There can be few more intimate familial acts than donating a life-saving kidney to a sick child or parent, but in close to 3% of father-child organ donations, routine testing reveals there is no actual biological relationship between the two family members, a new Canadian study has concluded.

Patients, donors and medical staff surveyed by researchers at the University of Western Ontario were divided on whether transplant programs should disclose such potentially explosive information to the families.

The authors stress that "misattributed paternity" is still relatively uncommon and should not deter people from participating in living donations, a crucial resource in the organ-starved transplant system. But they say hospitals ought to discuss the topic and consider developing policies on when or if to impart the information to donors and recipients. "It's a rare issue, but it can happen and when it does happen it can bring up very big problems," said Ann Young, the doctoral student at Western who led the study, just published in the journal Transplantation.

"You don't know what the outcome is going to be in terms of family dynamics.... Whether it causes family tensions, it definitely causes tension in the transplant centre, debates about what to do."
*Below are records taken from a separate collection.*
// Navigation bar component
//
// Desktop layout: monogram on the left, then one entry per section with the
// active entry highlighted. Compact layout: monogram, the active section's
// label, and a toggle button at the right edge that opens the dropdown menu.
//
// Geometry lives in `layout()` so mouse hit-testing and drawing agree.

use crate::nav::{NavEntry, SectionId};
use crate::tui::page::display_width;
use crate::tui::traits::{Component, ComponentId, RenderContext};
use ratatui::{
    layout::Rect,
    text::Span,
    widgets::{Block, Borders, Paragraph},
    Frame,
};

/// Rows taken by the bar (content row plus borders)
pub const NAV_BAR_HEIGHT: u16 = 3;

const TOGGLE_CLOSED: &str = " ☰ ";
const TOGGLE_OPEN: &str = " ✕ ";
const TOGGLE_WIDTH: u16 = 3;
const ENTRY_GAP: u16 = 1;
/// Left inset of the monogram, border included
const INSET: u16 = 2;

/// Clickable regions of the bar for one frame
#[derive(Debug, Clone, Default, PartialEq, Eq)]
pub struct NavLayout {
    pub monogram: Rect,
    /// Desktop entries; empty in the compact layout
    pub entries: Vec<(Rect, SectionId)>,
    /// Compact toggle button; `None` on desktop
    pub toggle: Option<Rect>,
}

fn monogram_width(monogram: &str) -> u16 {
    display_width(monogram) as u16 + 2
}

fn entry_width(section: SectionId) -> u16 {
    display_width(section.label()) as u16 + 2
}

/// Columns the desktop bar needs to show every entry
pub fn desktop_width(monogram: &str) -> u16 {
    let entries: u16 = SectionId::ALL.into_iter().map(entry_width).sum();
    let gaps = ENTRY_GAP * (SectionId::ALL.len() as u16 - 1);
    // Inset, monogram, inset, entries, right border
    INSET + monogram_width(monogram) + INSET + entries + gaps + 1
}

/// Compute the bar geometry for `area`
///
/// Falls back to the compact layout when the desktop entries do not fit.
pub fn layout(area: Rect, compact: bool, monogram: &str) -> NavLayout {
    if area.height < NAV_BAR_HEIGHT || area.width <= INSET * 2 {
        return NavLayout::default();
    }

    let row = area.y + 1;
    let right = area.right().saturating_sub(1);
    let monogram_rect =
        Rect::new(area.x + INSET, row, monogram_width(monogram), 1).intersection(area);

    if compact || area.width < desktop_width(monogram) {
        let x = right.saturating_sub(TOGGLE_WIDTH + 1).max(area.x + 1);
        return NavLayout {
            monogram: monogram_rect,
            entries: Vec::new(),
            toggle: Some(Rect::new(x, row, TOGGLE_WIDTH, 1)),
        };
    }

    let mut entries = Vec::with_capacity(SectionId::ALL.len());
    let mut x = monogram_rect.right() + INSET;
    for section in SectionId::ALL {
        let width = entry_width(section);
        entries.push((Rect::new(x, row, width, 1), section));
        x += width + ENTRY_GAP;
    }

    NavLayout {
        monogram: monogram_rect,
        entries,
        toggle: None,
    }
}

/// Renderable view of the bar for one frame
pub struct NavBar<'a> {
    pub layout: &'a NavLayout,
    pub monogram: &'a str,
    /// Navigation list with the active flag, from the controller
    pub entries: &'a [NavEntry],
    pub menu_open: bool,
}

impl NavBar<'_> {
    fn is_active(&self, section: SectionId) -> bool {
        self.entries
            .iter()
            .any(|entry| entry.section == section && entry.active)
    }
}

impl Component for NavBar<'_> {
    fn id(&self) -> ComponentId {
        ComponentId::NavBar
    }

    fn render(&self, f: &mut Frame, area: Rect, ctx: &RenderContext) {
        let theme = ctx.theme;

        let block = Block::default()
            .borders(Borders::ALL)
            .border_type(theme.border_type)
            .border_style(theme.border_style());
        f.render_widget(block, area);

        f.render_widget(
            Paragraph::new(Span::styled(
                format!(" {} ", self.monogram),
                theme.nav_active_style(),
            )),
            self.layout.monogram,
        );

        for (rect, section) in &self.layout.entries {
            let style = if self.is_active(*section) {
                theme.nav_active_style()
            } else {
                theme.text_style()
            };
            f.render_widget(
                Paragraph::new(Span::styled(format!(" {} ", section.label()), style)),
                *rect,
            );
        }

        if let Some(toggle) = self.layout.toggle {
            // Active section label between monogram and toggle
            let label_x = self.layout.monogram.right() + INSET;
            if label_x < toggle.x {
                let label_area = Rect::new(label_x, toggle.y, toggle.x - label_x, 1);
                f.render_widget(
                    Paragraph::new(Span::styled(ctx.active.label(), theme.muted_style())),
                    label_area,
                );
            }

            let (symbol, style) = if self.menu_open {
                (TOGGLE_OPEN, theme.focus_style())
            } else {
                (TOGGLE_CLOSED, theme.primary_style())
            };
            f.render_widget(Paragraph::new(Span::styled(symbol, style)), toggle);
        }
    }
}
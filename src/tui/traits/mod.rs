//! Component trait system for the viewer
//!
//! Components declare their own capabilities through traits instead of App
//! knowing how to render or scroll each piece of the screen.
//!
//! # Architecture
//!
//! ```text
//! ┌─────────────────────────────────────────────────────────────┐
//! │                         App                                 │
//! │   (orchestrator: owns NavController, routes input/mouse)    │
//! └─────────────────────────────────────────────────────────────┘
//!                              │
//!              ┌───────────────┼───────────────┐
//!              ▼               ▼               ▼
//!        ┌──────────┐   ┌──────────┐   ┌──────────┐
//!        │   Nav    │   │  Mobile  │   │   Page   │
//!        │   Bar    │   │   Menu   │   │   View   │
//!        └──────────┘   └──────────┘   └──────────┘
//!                                            │
//!                                   Implements traits:
//!                                 Component, Scrollable,
//!                                 Copyable, Interactive
//! ```
//!
//! `Component` is the only required trait. `Scrollable`, `Interactive` and
//! `Copyable` are added where a component scrolls, takes keys, or has a
//! link to hand to the clipboard.

mod component;
mod copyable;
mod interactive;
mod scrollable;

pub use component::{Component, ComponentId, RenderContext};
pub use copyable::{CopyResult, Copyable};
pub use interactive::{Handled, Interactive, ScrollableInteractive};
pub use scrollable::Scrollable;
One Toronto hospital agonized over the question a few years ago when it discovered a young woman about to donate a kidney to her father was not related to him by blood.

The University Health Network's Toronto General eventually decided to inform the pair, partly because it felt the knowledge might affect their decisions to donate, and receive, the organ, said Linda Wright, the network's director of bioethics.
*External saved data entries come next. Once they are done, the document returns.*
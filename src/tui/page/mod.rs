//! Page document
//!
//! The portfolio is laid out once per (width, theme) into a flat buffer of
//! styled lines. Alongside the lines the builder records:
//!
//! - an anchor table mapping section anchors to line offsets, which is what
//!   [`ScrollEnvironment::locate`](crate::nav::ScrollEnvironment::locate)
//!   resolves against
//! - the activatable elements (buttons and links) with the line they sit on
//!
//! Each content category has its own mapping function in [`blocks`]; this
//! module only concatenates their output.

mod blocks;
mod wrap;

pub use wrap::{display_width, wrap};

use crate::content::Portfolio;
use crate::nav::SectionId;
use crate::tui::theme::Theme;
use ratatui::text::Line;

/// Horizontal padding on each side of the page text
pub const PAGE_PADDING: usize = 2;

/// Text never wraps narrower than this, even on tiny terminals
const MIN_TEXT_WIDTH: usize = 16;

/// What activating an element does
#[derive(Debug, Clone, PartialEq, Eq)]
pub enum TargetAction {
    /// In-page button: select a section
    Jump(SectionId),
    /// Outbound URI (tel:, mailto:, https:)
    Link(String),
}

/// An activatable element on the page
#[derive(Debug, Clone, PartialEq, Eq)]
pub struct Target {
    /// Absolute line index in the document
    pub line: usize,
    pub label: String,
    pub action: TargetAction,
}

/// A named position in the document
#[derive(Debug, Clone, Copy, PartialEq, Eq)]
pub struct Anchor {
    pub name: &'static str,
    pub line: usize,
}

/// Layout options that change the line buffer
#[derive(Debug, Clone, Copy, PartialEq, Eq)]
pub struct PageOptions {
    /// Columns available for the page (scrollbar excluded)
    pub width: u16,
    pub footer: bool,
}

/// Output of one mapping function: lines plus block-relative anchors/targets
#[derive(Debug, Default)]
pub struct PageBlock {
    anchor: Option<&'static str>,
    lines: Vec<Line<'static>>,
    targets: Vec<Target>,
}

impl PageBlock {
    pub fn new(anchor: Option<&'static str>) -> Self {
        Self {
            anchor,
            ..Default::default()
        }
    }

    pub fn push(&mut self, line: Line<'static>) {
        self.lines.push(line);
    }

    pub fn blank(&mut self) {
        self.lines.push(Line::default());
    }

    /// Push a line that can be focused and activated
    pub fn push_target(&mut self, line: Line<'static>, label: impl Into<String>, action: TargetAction) {
        self.targets.push(Target {
            line: self.lines.len(),
            label: label.into(),
            action,
        });
        self.lines.push(line);
    }

    pub fn len(&self) -> usize {
        self.lines.len()
    }

    pub fn is_empty(&self) -> bool {
        self.lines.is_empty()
    }
}

/// The laid-out page
#[derive(Debug, Clone)]
pub struct Document {
    lines: Vec<Line<'static>>,
    anchors: Vec<Anchor>,
    targets: Vec<Target>,
    options: PageOptions,
}

impl Document {
    pub fn build(content: &Portfolio, theme: &Theme, options: PageOptions) -> Self {
        let text_width = (options.width as usize)
            .saturating_sub(PAGE_PADDING * 2)
            .max(MIN_TEXT_WIDTH);

        let mut blocks = vec![
            blocks::hero(content, theme, text_width),
            blocks::about(&content.about, theme, text_width),
            blocks::experience(content.experience_heading, content.experience, theme, text_width),
            blocks::skills(content.skills_heading, content.skills, theme, text_width),
            blocks::gallery(
                content.gallery_heading,
                content.gallery_intro,
                content.gallery,
                theme,
                text_width,
            ),
            blocks::certifications(
                content.certifications_heading,
                content.certifications,
                theme,
                text_width,
            ),
            blocks::contact(&content.contact, &content.profile, theme, text_width),
        ];
        if options.footer {
            blocks.push(blocks::footer(&content.footer, theme, text_width));
        }

        let mut document = Self {
            lines: Vec::new(),
            anchors: Vec::new(),
            targets: Vec::new(),
            options,
        };
        for block in blocks {
            document.append(block);
        }

        tracing::debug!(
            width = options.width,
            lines = document.lines.len(),
            targets = document.targets.len(),
            "page laid out"
        );
        document
    }

    fn append(&mut self, block: PageBlock) {
        if !self.lines.is_empty() {
            // Section separator
            self.lines.push(Line::default());
        }
        let base = self.lines.len();

        if let Some(name) = block.anchor {
            self.anchors.push(Anchor { name, line: base });
        }
        self.targets.extend(block.targets.into_iter().map(|t| Target {
            line: base + t.line,
            ..t
        }));
        self.lines.extend(block.lines);
    }

    pub fn lines(&self) -> &[Line<'static>] {
        &self.lines
    }

    pub fn len(&self) -> usize {
        self.lines.len()
    }

    pub fn is_empty(&self) -> bool {
        self.lines.is_empty()
    }

    pub fn options(&self) -> PageOptions {
        self.options
    }

    /// Line offset of the element tagged `name`
    pub fn anchor(&self, name: &str) -> Option<usize> {
        self.anchors.iter().find(|a| a.name == name).map(|a| a.line)
    }

    pub fn anchors(&self) -> &[Anchor] {
        &self.anchors
    }

    /// Anchor of the block containing `line`
    pub fn anchor_at(&self, line: usize) -> Option<Anchor> {
        self.anchors.iter().rev().find(|a| a.line <= line).copied()
    }

    pub fn targets(&self) -> &[Target] {
        &self.targets
    }

    /// Unstyled text, one string per line
    pub fn plain_lines(&self) -> impl Iterator<Item = String> + '_ {
        self.lines.iter().map(|line| {
            line.spans
                .iter()
                .map(|span| span.content.as_ref())
                .collect::<String>()
        })
    }
}

#[cfg(test)]
mod tests {
    use super::*;
    use crate::content::PORTFOLIO;

    fn build(width: u16) -> Document {
        Document::build(&PORTFOLIO, &Theme::default(), PageOptions { width, footer: true })
    }

    #[test]
    fn every_navigable_section_is_anchored() {
        let doc = build(100);
        for section in SectionId::ALL {
            assert!(
                doc.anchor(section.anchor()).is_some(),
                "no anchor for {}",
                section.anchor()
            );
        }
        assert_eq!(doc.anchor("home"), Some(0));
    }

    #[test]
    fn anchors_follow_page_order() {
        let doc = build(100);
        let names: Vec<_> = doc.anchors().iter().map(|a| a.name).collect();
        assert_eq!(
            names,
            ["home", "about", "experience", "skills", "gallery", "certifications", "contact"]
        );
        assert!(doc.anchors().windows(2).all(|w| w[0].line < w[1].line));
    }

    #[test]
    fn certifications_anchored_but_not_navigable() {
        let doc = build(100);
        assert!(doc.anchor("certifications").is_some());
        assert!(SectionId::parse("certifications").is_none());
    }

    #[test]
    fn targets_in_page_order() {
        let doc = build(100);
        let actions: Vec<_> = doc.targets().iter().map(|t| t.action.clone()).collect();

        assert_eq!(actions[0], TargetAction::Jump(SectionId::Contact));
        assert_eq!(actions[1], TargetAction::Jump(SectionId::About));
        assert_eq!(actions[2], TargetAction::Link("tel:9909242453".into()));
        assert_eq!(
            actions[3],
            TargetAction::Link("mailto:nehalpatel19777@gmail.com".into())
        );

        let cert_links = doc
            .targets()
            .iter()
            .filter(|t| matches!(&t.action, TargetAction::Link(uri) if uri.starts_with("https://")))
            .count();
        assert_eq!(cert_links, PORTFOLIO.certifications.len());

        assert!(doc.targets().windows(2).all(|w| w[0].line < w[1].line));
    }

    #[test]
    fn target_lines_show_their_label() {
        let doc = build(100);
        let plain: Vec<String> = doc.plain_lines().collect();
        for target in doc.targets() {
            assert!(
                plain[target.line].contains(&target.label),
                "line {} {:?} missing {:?}",
                target.line,
                plain[target.line],
                target.label
            );
        }
    }

    #[test]
    fn narrow_layout_is_longer_and_fits() {
        let wide = build(120);
        let narrow = build(40);
        assert!(narrow.len() > wide.len());
        assert_eq!(narrow.targets().len(), wide.targets().len());

    }

    #[test]
    fn no_line_wider_than_page_on_narrow_widths() {
        for width in 20..=40u16 {
            let doc = build(width);
            for line in doc.lines() {
                assert!(line.width() <= width as usize, "width {width}: {line:?}");
            }
            assert_eq!(doc.targets().len(), build(120).targets().len());
        }
    }

    #[test]
    fn footer_is_optional() {
        let with = build(80);
        let without = Document::build(
            &PORTFOLIO,
            &Theme::default(),
            PageOptions { width: 80, footer: false },
        );
        let has_copyright =
            |doc: &Document| doc.plain_lines().any(|l| l.contains(PORTFOLIO.footer.copyright));

        assert!(has_copyright(&with));
        assert!(!has_copyright(&without));
    }

    #[test]
    fn anchor_at_maps_lines_to_sections() {
        let doc = build(100);
        let about = doc.anchor("about").unwrap();
        assert_eq!(doc.anchor_at(0).map(|a| a.name), Some("home"));
        assert_eq!(doc.anchor_at(about).map(|a| a.name), Some("about"));
        assert_eq!(doc.anchor_at(about + 1).map(|a| a.name), Some("about"));
        assert_eq!(doc.anchor_at(doc.len()).map(|a| a.name), Some("contact"));
    }
}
"You could say that you're breaking trust by informing patients of this and maybe blowing their family out of the water," she said. "On the other hand, people come to us and expect us to be truthful.... We sort of felt that to withhold this information would not be right."

The 18-year-old daughter and her 48-year-old father reacted with "shock and distress" but decided to go ahead with the organ donation, said a 2002 article on the case in the journal Seminars in Dialysis. In fact, the daughter said she would have "hated" Toronto General if she had discovered the truth years later and realized the transplant staff had kept it from her.

Although the majority of kidneys transplanted in Canada come from people who have just died, a significant number - 474 out of 1,177 in 2008 - are harvested from relatives or other living donors, according to statistics from the Canadian Institute for Health Information. Living kidney donations also tend to have better success.

Among the battery of screening conducted to determine compatibility is the human leukocyte antigen (HLA) test, a genetic study. If a father and child do not share at least one set of HLA genes along a chromosome, it means they are not biologically related, though it usually says nothing about whether their organs are compatible.

Ms. Young's team at Western and London's Health Sciences Centre analyzed records from kidney-transplant centres across Canada and the United States. Based on the HLA test results, it identified 40 cases of mistaken paternity in Canada between 1992 and 2006, or close to 6% of the father-child pairings. When estimated data error was factored in, though, the rate was lowered to about 2.5%, compared to 1% in the United States.

The 102 doctors, nurses and potential donors and recipients surveyed by the researchers were about evenly split on whether the father-child pairs should be told.

The authors also talked to 13 Canadian transplant programs, discovering only one had a formal policy on how to handle the dilemma. Another centre described using a case-by-case approach, while a third said it would never share such information, as it was not medically relevant.

The Toronto UHN has a policy, and now asks father-child donors and recipients ahead of time whether they would want to know if the test revealed they were not blood relatives, Ms. Wright said.